No. Ultrasound (also known as a sonogram) emits high frequency sound waves (above the audible range of the human ear) to produce images of internal organs, tissues and vessels.
Are there any side effects from ultrasound?
No, there are no known side effects and it is considered to be very safe.
Who performs my ultrasound examination?
A registered sonographer will perform your examination.
How long does CT typically take?
CT procedures are very fast. Even complex exams can be done in less than 10 minutes. The actual scanning time can take less than a minute in most cases.
Is the CT dye dangerous?
X-ray contrast (“dye”) is typically very safe. But with any drug or medication, there is a possibility of an allergic reaction. The risk of having a significant reaction is quite small, especially with modern improved iodinated contrast. The technologist performing your exam will answer all of your questions or concerns in detail prior to administering contrast. You always retain the right to refuse any contrast injection, but this may limit the diagnostic potential of your exam.
What does the I.V. contrast do?
The IV contrast provides the radiologist with additional information. More diagnostic information can be gathered from the “contrast enhanced” exam than a non-contrast exam. Most exams require contrast, but there are several exams don’t. Our radiologist or your doctor will determine if contrast is needed for your test..
What is Barium and what does it do?
The Barium drink that is consumed prior to CT exams of the abdomen and pelvis is necessary for the radiologist to better evaluate the stomach, as well as the small and large intestines. It distends them and makes them more visible.
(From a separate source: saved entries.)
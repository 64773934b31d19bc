use crate::auth::Registration;
use crate::database::models::{NewAccount, PasswordHash, DEFAULT_STATUS};
use crate::types::Role;

/// Student account with no department or program, ready to insert
pub fn sample_account(id: &str, hash: &str) -> NewAccount {
    NewAccount {
        id: id.to_string(),
        student_number: None,
        employee_number: None,
        name: format!("Student {}", id),
        email: None,
        password_hash: PasswordHash::new(hash.to_string()),
        role_id: Role::Student.id(),
        department_id: None,
        program_id: None,
        year_level: None,
        status: DEFAULT_STATUS.to_string(),
        batch: None,
        photo: None,
    }
}

/// Minimal registration payload that passes validation
pub fn registration(id: &str, password: &str) -> Registration {
    Registration {
        id: id.to_string(),
        student_number: None,
        employee_number: None,
        name: format!("Student {}", id),
        email: None,
        password: password.to_string(),
        role_id: None,
        department_id: None,
        program_id: None,
        year_level: None,
        status: None,
        batch: None,
        photo: None,
    }
}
Is the MRI contrast (dye) safe?
MRI contrast (“dye”) is typically extremely safe. Additionally, MRI exams require significantly less contrast than CT scans. Because IV contrast agents are removed from the blood by the kidneys, the technologist will ask you if you have a history of kidney disease, poor kidney function or dialysis. If you have poor kidney function, contrast may not be administered. If you have a known MRI contrast allergy, be sure to notify the technologist.
What is the difference between an MRI and a CT?
There are numerous differences. MRI and CT both image the body. The way they image the body is very different however, thus the information the images contain is very different. MRI is superior to CT for certain conditions and CT is superior to MRI for certain conditions. Your doctor knows which method of imaging is most appropriate to get the information he/she needs.
How safe is an MRI exam?
MRI utilizes strong magnetic fields and radio wave energy. Magnetic fields and radio waves are not known to be harmful to the human body by themselves. They can however adversely interact with metal or implanted medical devices within your body. You will be screened for such items prior to your MRI exam. Most items are perfectly safe with a few important exceptions, for which the technologist will ask you about.
Why can't I move during the MRI or CT test?
Like many camera systems, we need to image the body while it is “still” to get a clear non blurred image. For this reason, it is no different than taking a picture with your camera, if you move the camera while shooting a picture or the object moves while you are taking it, you get an unsatisfactory blurry image. This same principle applies to medical imaging in most cases. It is important to get the best image possible so important details are not missed.
How safe is an X-ray exam?
Although it is generally felt that X-ray energy is not good for the tissues of the body, the amount of X-ray energy used for medical X-ray procedures is significantly low enough as to be considered very safe in most cases. The benefit of the information gained from medical imaging far outweighs the risk of the potential harm. There are however certain exceptions. For example, pregnant women should rarely receive X-rays, unless the benefits outweigh the risks. Children should have lead shielding to cover particular organs that are more sensitive to X-ray.